Beware. This is a ‘journey’ post.
Twenty-six days ago I was sitting in my psychologist’s office (not something I would have done, or admitted to a couple of years ago, but now I wonder how people survive without brain dumping on someone who can help you sort out all the brain mess). We were talking self care and how it would be good for me to try to incorporate it into my every day (instead of an extraordinary occasion) with the view to chat about it when we caught up again in 28 days. She was concerned that I had stopped writing, that I had given up on the idea of my words making any sense, and that I wouldn’t allowed myself to look at my manuscript I had saved all the way back in November last month.
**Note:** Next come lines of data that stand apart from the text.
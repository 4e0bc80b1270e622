//! Timing diagnostics for the classification run.

use std::time::Instant;

use serde::{Deserialize, Serialize};

/// Wall-clock profile of one `classify` invocation, in milliseconds.
///
/// The pipeline has a fixed stage sequence, so each stage gets its own
/// field rather than a generic label list: prior estimation, horizontal
/// binning, the parallel per-window classification, the two along-track
/// smoothing passes, and the final assignment.
#[derive(Clone, Copy, Debug, Default, Serialize, Deserialize)]
#[serde(rename_all = "camelCase")]
pub struct StageTimings {
    pub prior_ms: f64,
    pub binning_ms: f64,
    pub windows_ms: f64,
    pub surface_smoothing_ms: f64,
    pub bathy_smoothing_ms: f64,
    pub assignment_ms: f64,
    pub total_ms: f64,
}

impl StageTimings {
    /// Photon throughput over the whole run; 0 when no time was measured.
    pub fn photons_per_second(&self, photons: usize) -> f64 {
        if self.total_ms <= 0.0 {
            return 0.0;
        }
        photons as f64 / (self.total_ms / 1e3)
    }

    /// Time spent outside the accounted stages (I/O-free overhead).
    pub fn unaccounted_ms(&self) -> f64 {
        let accounted = self.prior_ms
            + self.binning_ms
            + self.windows_ms
            + self.surface_smoothing_ms
            + self.bathy_smoothing_ms
            + self.assignment_ms;
        (self.total_ms - accounted).max(0.0)
    }
}

/// Run a closure and report its result together with the elapsed time.
pub fn run_with_timer<R, F: FnOnce() -> R>(f: F) -> (R, f64) {
    let start = Instant::now();
    let result = f();
    (result, start.elapsed().as_secs_f64() * 1000.0)
}
//! Along-track smoothing of the sparse per-window elevations.
//!
//! Window estimates are stamped onto a dense fixed-resolution grid, the
//! gaps are filled by averaging a forward and a backward carry sweep (the
//! symmetric fill avoids a systematic lag in either direction), the filled
//! profile is Gaussian-smoothed, and the result is read back at every
//! photon's along-track cell.

use rayon::prelude::*;

use crate::math::gaussian_filter;
use crate::types::{ChannelEstimate, Photon, WindowEstimate};

/// Resolution of the dense along-track grid, metres.
pub const DENSE_RESOLUTION: f64 = 5.0;

/// Smoothed per-photon elevations for one channel (surface or bathymetry).
///
/// `channel` picks the channel estimate out of each window; windows whose
/// channel degenerated contribute nothing and are bridged by the gap fill.
pub fn smooth_channel(
    photons: &[Photon],
    x_min: f64,
    x_max: f64,
    estimates: &[WindowEstimate],
    channel: fn(&WindowEstimate) -> Option<&ChannelEstimate>,
    sigma: f64,
) -> Vec<f64> {
    if photons.is_empty() {
        return Vec::new();
    }

    let cells = ((x_max - x_min) / DENSE_RESOLUTION).floor() as usize + 1;
    let mut dense = vec![f64::NAN; cells];

    // Stamp each window's elevation onto the cells its member photons cover.
    for est in estimates {
        if let Some(ch) = channel(est) {
            for &i in &ch.indices {
                dense[cell_of(photons[i].x, x_min, cells)] = ch.elevation;
            }
        }
    }

    fill_gaps(&mut dense);
    let dense = gaussian_filter(dense, sigma / DENSE_RESOLUTION);

    photons
        .par_iter()
        .map(|p| dense[cell_of(p.x, x_min, cells)])
        .collect()
}

fn cell_of(x: f64, x_min: f64, cells: usize) -> usize {
    (((x - x_min) / DENSE_RESOLUTION) as usize).min(cells - 1)
}

/// Replace NaN cells by the average of a forward and a backward carry.
///
/// Either sweep carries the last value seen (0 before any value), so a cell
/// between two stamped runs averages its neighbours and a cell outside them
/// decays toward half the nearest run.
fn fill_gaps(dense: &mut [f64]) {
    let n = dense.len();
    let mut forward = vec![0.0; n];
    let mut carry = 0.0;
    for i in 0..n {
        if !dense[i].is_nan() {
            carry = dense[i];
        }
        forward[i] = carry;
    }

    let mut backward = vec![0.0; n];
    let mut carry = 0.0;
    for i in (0..n).rev() {
        if !dense[i].is_nan() {
            carry = dense[i];
        }
        backward[i] = carry;
    }

    for i in 0..n {
        dense[i] = 0.5 * (forward[i] + backward[i]);
    }
}
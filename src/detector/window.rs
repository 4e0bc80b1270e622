//! Per-window peak selection.
//!
//! Each along-track window is classified independently: the vertical photon
//! histogram is normalised to a PMF, smoothed, and searched for peaks. The
//! surface peak must sit inside the global prior band; the bathymetry peak
//! is searched only among photons clearly below the surface. Either channel
//! degenerates to `None` when no peak survives the gates or too few photons
//! remain, leaving the window unclassified without aborting the run.

use crate::binning::{vertical_bins, VerticalBins};
use crate::math::{convert_to_pmf, find_peaks, gaussian_filter, mean, variance};
use crate::types::{ChannelEstimate, Photon, SurfacePrior, WindowEstimate, CLASS_SEA_SURFACE};

use super::params::BathyParams;

/// Classify one window's photons into surface and bathymetry channels.
pub fn classify_window(
    photons: &[Photon],
    members: &[usize],
    prior: &SurfacePrior,
    params: &BathyParams,
) -> WindowEstimate {
    if members.is_empty() {
        return WindowEstimate::default();
    }

    let vbins = vertical_bins(photons, members, params);
    let surface = if params.use_predictions {
        predicted_surface(photons, members)
    } else {
        select_surface(photons, members, &vbins, prior, params)
    };
    let bathy = select_bathy(photons, members, &vbins, prior, params);

    WindowEstimate { surface, bathy }
}

/// Surface channel when an upstream classifier already labelled the input:
/// adopt its sea-surface photons verbatim.
fn predicted_surface(photons: &[Photon], members: &[usize]) -> Option<ChannelEstimate> {
    let indices: Vec<usize> = members
        .iter()
        .copied()
        .filter(|&i| photons[i].prediction == CLASS_SEA_SURFACE)
        .collect();
    if indices.is_empty() {
        return None;
    }
    let zs: Vec<f64> = indices.iter().map(|&i| photons[i].z).collect();
    Some(ChannelEstimate {
        elevation: mean(&zs),
        indices,
    })
}

fn select_surface(
    photons: &[Photon],
    members: &[usize],
    vbins: &VerticalBins,
    prior: &SurfacePrior,
    params: &BathyParams,
) -> Option<ChannelEstimate> {
    let counts = vbins.counts();
    let peaks = detect_peaks(&counts, params);

    // Only peaks inside the prior band can be the water surface.
    let band = params.surface_n_stddev * prior.stddev();
    let gated: Vec<usize> = peaks
        .into_iter()
        .filter(|&p| (vbins.centers[p] - prior.mean).abs() <= band)
        .collect();

    let peak = pick_surface_peak(&gated, &counts, &vbins.centers)?;
    let estimate = refine_selection(
        photons,
        members,
        vbins.centers[peak],
        params.surface_max_distance,
        params.surface_n_stddev,
    )?;
    (estimate.indices.len() >= params.min_surface_photons()).then_some(estimate)
}

/// Choose among gated surface peaks.
///
/// With two or more, the two largest by raw photon count compete: a close
/// call (smaller above one third of the larger) goes to the higher
/// elevation, since a strong sub-surface reflection sits under the true
/// surface; otherwise the larger wins.
fn pick_surface_peak(gated: &[usize], counts: &[usize], centers: &[f64]) -> Option<usize> {
    match gated {
        [] => None,
        [only] => Some(*only),
        _ => {
            let mut ranked = gated.to_vec();
            ranked.sort_by(|&a, &b| counts[b].cmp(&counts[a]).then(a.cmp(&b)));
            let (first, second) = (ranked[0], ranked[1]);
            if counts[second] * 3 > counts[first] {
                Some(if centers[second] > centers[first] {
                    second
                } else {
                    first
                })
            } else {
                Some(first)
            }
        }
    }
}

fn select_bathy(
    photons: &[Photon],
    members: &[usize],
    vbins: &VerticalBins,
    prior: &SurfacePrior,
    params: &BathyParams,
) -> Option<ChannelEstimate> {
    // Keep only photons clearly below the surface. The depth floor keeps
    // the band open when the prior variance collapses.
    let exclusion = (params.bathy_n_stddev * prior.stddev()).max(params.bathy_min_depth);
    let ceiling = prior.mean - exclusion;
    let subsurface: Vec<usize> = members
        .iter()
        .copied()
        .filter(|&i| photons[i].z < ceiling)
        .collect();
    if subsurface.is_empty() {
        return None;
    }

    let counts = histogram(photons, &subsurface, vbins, params);
    let peaks = detect_peaks(&counts, params);

    // The seabed is the strongest subsurface return; no elevation tiebreak.
    let mut peak = None;
    let mut best = 0usize;
    for p in peaks {
        if counts[p] > best {
            best = counts[p];
            peak = Some(p);
        }
    }
    let peak = peak?;

    let estimate = refine_selection(
        photons,
        &subsurface,
        vbins.centers[peak],
        params.bathy_max_distance,
        params.bathy_n_stddev,
    )?;
    (estimate.indices.len() >= params.min_bathy_photons()).then_some(estimate)
}

/// Histogram a subset of photons onto an existing bin grid.
fn histogram(
    photons: &[Photon],
    members: &[usize],
    vbins: &VerticalBins,
    params: &BathyParams,
) -> Vec<usize> {
    let count = vbins.centers.len();
    let mut counts = vec![0usize; count];
    for &i in members {
        let k = (((photons[i].z - params.z_min) / params.z_resolution) as usize).min(count - 1);
        counts[k] += 1;
    }
    counts
}

/// Histogram → PMF → smooth → peaks, shared by both channels.
fn detect_peaks(counts: &[usize], params: &BathyParams) -> Vec<usize> {
    let pmf = convert_to_pmf(counts);
    let smoothed = gaussian_filter(pmf, params.vertical_smoothing_sigma);
    find_peaks(
        &smoothed,
        params.min_peak_prominence,
        params.min_peak_distance,
    )
}

/// Turn a chosen peak elevation into member photons.
///
/// Photons within `max_distance` of the peak seed a local mean/variance;
/// the final set is everything within `n_stddev` local deviations of that
/// mean. A zero local variance empties the set and degrades the channel.
fn refine_selection(
    photons: &[Photon],
    candidates: &[usize],
    peak_elevation: f64,
    max_distance: f64,
    n_stddev: f64,
) -> Option<ChannelEstimate> {
    let seed: Vec<f64> = candidates
        .iter()
        .map(|&i| photons[i].z)
        .filter(|z| (z - peak_elevation).abs() < max_distance)
        .collect();
    if seed.is_empty() {
        return None;
    }

    let u = mean(&seed);
    let band = n_stddev * variance(&seed).sqrt();
    let indices: Vec<usize> = candidates
        .iter()
        .copied()
        .filter(|&i| (photons[i].z - u).abs() < band)
        .collect();
    if indices.is_empty() {
        return None;
    }

    let zs: Vec<f64> = indices.iter().map(|&i| photons[i].z).collect();
    Some(ChannelEstimate {
        elevation: mean(&zs),
        indices,
    })
}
So, being a listy kind of person I knew it would start with a list.
Day 1: I write a list of 28 things (as I mentioned in my last post) I could do for self care with the idea that I just pick one each day. I put in a cheat one, read, in there in case it is all too hard (I read every day and have for as far back as I can remember. I don’t know if I could go to sleep without at least reading one sentence over and over.). Then I pull out my writers journal and write three pages of crap (which is part of The Artist’s Way mindset – just write three pages every day) in the hope that I might remind myself that I’m a writer. The last entry prior to that was from over two months ago and involved a scratchy pen drawing.
Day 2: An awkward moment trying to think of what to do that would encompass self care. I ended up settling for going shopping in a tiny moment between things but can’t find anything I need or want. It’s an awkward space for me that I need to work at. I write my three pages of dubious standard words. Mostly whinging to myself.
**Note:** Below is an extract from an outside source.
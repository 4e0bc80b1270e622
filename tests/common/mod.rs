pub mod synthetic_track;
Day 3: Make a real attempt at self care today as it’s also the anniversary of my mum dying. But all I end up doing is writing five lines in my journal as well as my three pages (which is five more lines than I had written for a number of months):
A year already
The day passed without incident
No new life
Day 4: I work a bit harder at this self care thing as I’m very aware of how crap I’m feeling. I’ve grieved too much over the last year and a half with Mum and then my son getting so ill and I am suffering from carer’s fatigue (if there is such a thing). So I bite the bullet and do two things! Yes two. I join the gym and have a bath. A nice long warm fragrant bath. I also write in my journal and do my three pages of writing whatever which turns into some distorted Cinderella story.
Day 5: I cheat. I move the kids bedrooms around (which involves moving almost every piece of furniture in the house) and make a note that rearranging the furniture is self care. In reality I can barely move at the end of the day and we have ended up with the three boys having a room each and we have lost a lounge room. As I lie in bed shattered at the end of the day and scrawl out my three pages I realise that every space I use is now full of furniture and belongings. I’m suffocating.
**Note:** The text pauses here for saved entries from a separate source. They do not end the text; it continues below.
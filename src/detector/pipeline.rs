//! Detector pipeline driving the classification end-to-end.
//!
//! The [`BathyDetector`] exposes a simple API: feed a photon track and get
//! the same photons back, labelled and annotated with smoothed surface and
//! seabed elevations. Internally it coordinates the global surface prior,
//! spatial binning, the parallel per-window peak classification, the
//! along-track smoothing of both elevation profiles and the final label
//! assignment.
//!
//! Typical usage:
//! ```no_run
//! use bathy_detector::{BathyDetector, BathyParams};
//! # fn example(photons: Vec<bathy_detector::Photon>) {
//! let detector = BathyDetector::new(BathyParams::default());
//! let report = detector.classify_with_report(&photons);
//! println!("{} surface windows", report.summary.surface_windows);
//! # }
//! ```

use log::debug;
use rayon::prelude::*;
use serde::Serialize;

use crate::binning::horizontal_bins;
use crate::diagnostics::{run_with_timer, StageTimings};
use crate::types::{
    Photon, SurfacePrior, WindowEstimate, CLASS_BATHYMETRY, CLASS_SEA_SURFACE, CLASS_UNCLASSIFIED,
    CLASS_UNPROCESSED,
};

use super::params::BathyParams;
use super::prior::surface_prior;
use super::smoothing::smooth_channel;
use super::window::classify_window;

/// Classifier orchestrating prior estimation, binning, per-window peak
/// selection, along-track smoothing and label assignment.
pub struct BathyDetector {
    params: BathyParams,
}

/// Run statistics alongside the labelled photons.
#[derive(Clone, Debug, Default, Serialize)]
#[serde(rename_all = "camelCase")]
pub struct RunSummary {
    pub photons: usize,
    pub windows: usize,
    pub surface_windows: usize,
    pub bathy_windows: usize,
    pub surface_photons: usize,
    pub bathy_photons: usize,
    pub prior: SurfacePrior,
    pub timing: StageTimings,
}

/// Labelled photons plus the run summary.
#[derive(Clone, Debug)]
pub struct ClassificationReport {
    pub photons: Vec<Photon>,
    pub summary: RunSummary,
}

impl BathyDetector {
    /// Create a detector with the supplied parameters.
    pub fn new(params: BathyParams) -> Self {
        Self { params }
    }

    pub fn params(&self) -> &BathyParams {
        &self.params
    }

    /// Classify a photon track, returning the labelled photons in input
    /// order.
    pub fn classify(&self, photons: &[Photon]) -> Vec<Photon> {
        self.classify_with_report(photons).photons
    }

    /// Classify a photon track and capture the run summary.
    pub fn classify_with_report(&self, photons: &[Photon]) -> ClassificationReport {
        let mut out: Vec<Photon> = photons.to_vec();
        let mut summary = RunSummary {
            photons: photons.len(),
            ..RunSummary::default()
        };
        if photons.is_empty() {
            return ClassificationReport {
                photons: out,
                summary,
            };
        }
        let total_start = std::time::Instant::now();

        let (prior, elapsed) = run_with_timer(|| surface_prior(photons, &self.params));
        summary.prior = prior;
        summary.timing.prior_ms = elapsed;

        let (hbins, elapsed) = run_with_timer(|| horizontal_bins(photons, &self.params));
        summary.windows = hbins.windows.len();
        summary.timing.binning_ms = elapsed;
        debug!(
            "classify start: {} photons, {} windows, prior mean={:.3} var={:.4}",
            photons.len(),
            hbins.windows.len(),
            prior.mean,
            prior.variance
        );

        // Windows are independent; each iteration only reads the shared
        // photon array and produces its own estimate.
        let (estimates, elapsed) = run_with_timer(|| {
            hbins
                .windows
                .par_iter()
                .map(|members| classify_window(photons, members, &prior, &self.params))
                .collect::<Vec<WindowEstimate>>()
        });
        summary.timing.windows_ms = elapsed;

        summary.surface_windows = estimates.iter().filter(|e| e.surface.is_some()).count();
        summary.bathy_windows = estimates.iter().filter(|e| e.bathy.is_some()).count();
        debug!(
            "{}/{} windows with a surface, {} with bathymetry",
            summary.surface_windows,
            estimates.len(),
            summary.bathy_windows
        );

        let (surface_profile, elapsed) = run_with_timer(|| {
            smooth_channel(
                photons,
                hbins.x_min,
                hbins.x_max,
                &estimates,
                |e| e.surface.as_ref(),
                self.params.surface_smoothing_sigma,
            )
        });
        summary.timing.surface_smoothing_ms = elapsed;

        let (bathy_profile, elapsed) = run_with_timer(|| {
            smooth_channel(
                photons,
                hbins.x_min,
                hbins.x_max,
                &estimates,
                |e| e.bathy.as_ref(),
                self.params.bathy_smoothing_sigma,
            )
        });
        summary.timing.bathy_smoothing_ms = elapsed;

        let (_, elapsed) = run_with_timer(|| {
            self.assign(&mut out, &estimates, &surface_profile, &bathy_profile);
        });
        summary.timing.assignment_ms = elapsed;

        summary.surface_photons = out
            .iter()
            .filter(|p| p.prediction == CLASS_SEA_SURFACE)
            .count();
        summary.bathy_photons = out
            .iter()
            .filter(|p| p.prediction == CLASS_BATHYMETRY)
            .count();
        summary.timing.total_ms = total_start.elapsed().as_secs_f64() * 1000.0;

        ClassificationReport {
            photons: out,
            summary,
        }
    }

    /// Stamp classes and smoothed elevations onto the output photons.
    ///
    /// Bathymetry is written after the surface; the bathy selection only
    /// ever draws from photons below the surface band, so the two sets
    /// cannot overlap.
    fn assign(
        &self,
        out: &mut [Photon],
        estimates: &[WindowEstimate],
        surface_profile: &[f64],
        bathy_profile: &[f64],
    ) {
        out.par_iter_mut().enumerate().for_each(|(i, p)| {
            p.prediction = if p.z >= self.params.z_min && p.z <= self.params.z_max {
                CLASS_UNCLASSIFIED
            } else {
                CLASS_UNPROCESSED
            };
            p.surface_elevation = surface_profile[i];
            p.bathy_elevation = bathy_profile[i];
        });

        for est in estimates {
            if let Some(surface) = &est.surface {
                for &i in &surface.indices {
                    out[i].prediction = CLASS_SEA_SURFACE;
                }
            }
        }
        for est in estimates {
            if let Some(bathy) = &est.bathy {
                for &i in &bathy.indices {
                    out[i].prediction = CLASS_BATHYMETRY;
                }
            }
        }
    }
}

#[cfg(test)]
mod tests {
    use super::*;

    fn shallow_track() -> Vec<Photon> {
        // 50 m of track: surface photons near 0.1 m, seabed near -6 m.
        let mut photons = Vec::new();
        for w in 0..5 {
            for i in 0..30 {
                photons.push(Photon {
                    index: photons.len() as u64,
                    x: w as f64 * 10.0 + 0.3 * (i % 30) as f64,
                    z: 0.1 + 0.01 * (i % 9) as f64,
                    ..Photon::default()
                });
            }
            for i in 0..10 {
                photons.push(Photon {
                    index: photons.len() as u64,
                    x: w as f64 * 10.0 + 0.9 * (i % 10) as f64,
                    z: -6.05 + 0.02 * (i % 3) as f64,
                    ..Photon::default()
                });
            }
        }
        // A couple of photons outside the z band.
        photons.push(Photon {
            index: photons.len() as u64,
            x: 25.0,
            z: -80.0,
            ..Photon::default()
        });
        photons.push(Photon {
            index: photons.len() as u64,
            x: 35.0,
            z: 50.0,
            ..Photon::default()
        });
        photons
    }

    #[test]
    fn labels_surface_and_seabed() {
        let photons = shallow_track();
        let detector = BathyDetector::new(BathyParams::default());
        let report = detector.classify_with_report(&photons);

        assert_eq!(report.photons.len(), photons.len());
        assert!(report.summary.surface_windows >= 4);
        assert!(report.summary.bathy_windows >= 4);
        assert!(report.summary.surface_photons >= 100);
        assert!(report.summary.bathy_photons >= 30);

        for (inp, outp) in photons.iter().zip(&report.photons) {
            assert_eq!(inp.index, outp.index);
            assert_eq!(inp.x, outp.x);
            assert_eq!(inp.z, outp.z);
        }
    }

    #[test]
    fn out_of_band_photons_stay_unprocessed() {
        let photons = shallow_track();
        let detector = BathyDetector::new(BathyParams::default());
        let out = detector.classify(&photons);
        let n = out.len();
        assert_eq!(out[n - 2].prediction, CLASS_UNPROCESSED);
        assert_eq!(out[n - 1].prediction, CLASS_UNPROCESSED);
        // They still receive smoothed elevations.
        assert!(out[n - 2].surface_elevation.is_finite());
    }

    #[test]
    fn bathy_photons_sit_below_the_prior() {
        let photons = shallow_track();
        let detector = BathyDetector::new(BathyParams::default());
        let report = detector.classify_with_report(&photons);
        let prior = report.summary.prior;
        assert!(!prior.is_degenerate());
        let ceiling =
            prior.mean - detector.params().bathy_n_stddev * prior.stddev();
        for p in &report.photons {
            if p.prediction == CLASS_BATHYMETRY {
                assert!(p.z < ceiling, "bathy photon at z={} above {}", p.z, ceiling);
            }
        }
    }

    #[test]
    fn empty_input_is_a_noop() {
        let detector = BathyDetector::new(BathyParams::default());
        let report = detector.classify_with_report(&[]);
        assert!(report.photons.is_empty());
        assert_eq!(report.summary.windows, 0);
    }

    #[test]
    fn classification_is_deterministic() {
        let photons = shallow_track();
        let detector = BathyDetector::new(BathyParams::default());
        let a = detector.classify(&photons);
        let b = detector.classify(&photons);
        assert_eq!(a, b);
    }
}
Day 6: Two things have happened in only six days. I now write three pages every day. I also write in my journal every day again. A tiny part of me has returned. I go out for lunch with a friend. It feels wonderful.
Day 7: It feels tough to find time to “do” a self care item. It’s my work day which consists of: get people organised for school, take child to school, go to work, work from the start to the end eating lunch at my desk, zip home via picking up child from school, prepare afternoon tea, clean up, prepare dinner, collapse. At the crucial moment of realising/giving in to letting the self care for the day go, a friend and neighbour texts me to see if I can go for a walk. Dinner’s in the oven. I have 20 minutes. I go, and tick my list.
Week 2: (I’m not going to torture you with a day by day story) By week two I’m getting into the groove of it. I start at the gym. I make a commitment that I’ll go three times a week and I quieten that anxious voice inside me that tells me I can’t. I visit the osteo for my shoulders that are too tight. I take a nice long shower. I make time to have a coffee with a friend, and to go for a walk with another. Most importantly I write. Everyday. Still just words that don’t feel creative, but I remind myself that it doesn’t matter. Just write.
Week 3: I’m on a roll now. Self care is starting to feel a little more normal. I head out to the gym Monday, Wednesday, Friday as soon as everyone has headed off to school. My mental health improves with me no longer needing to drive my son to and from school. It is a major milestone in his return to health as well as mine. It also feels like I’m jumping off a cliff knowing his health can go downhill again any time.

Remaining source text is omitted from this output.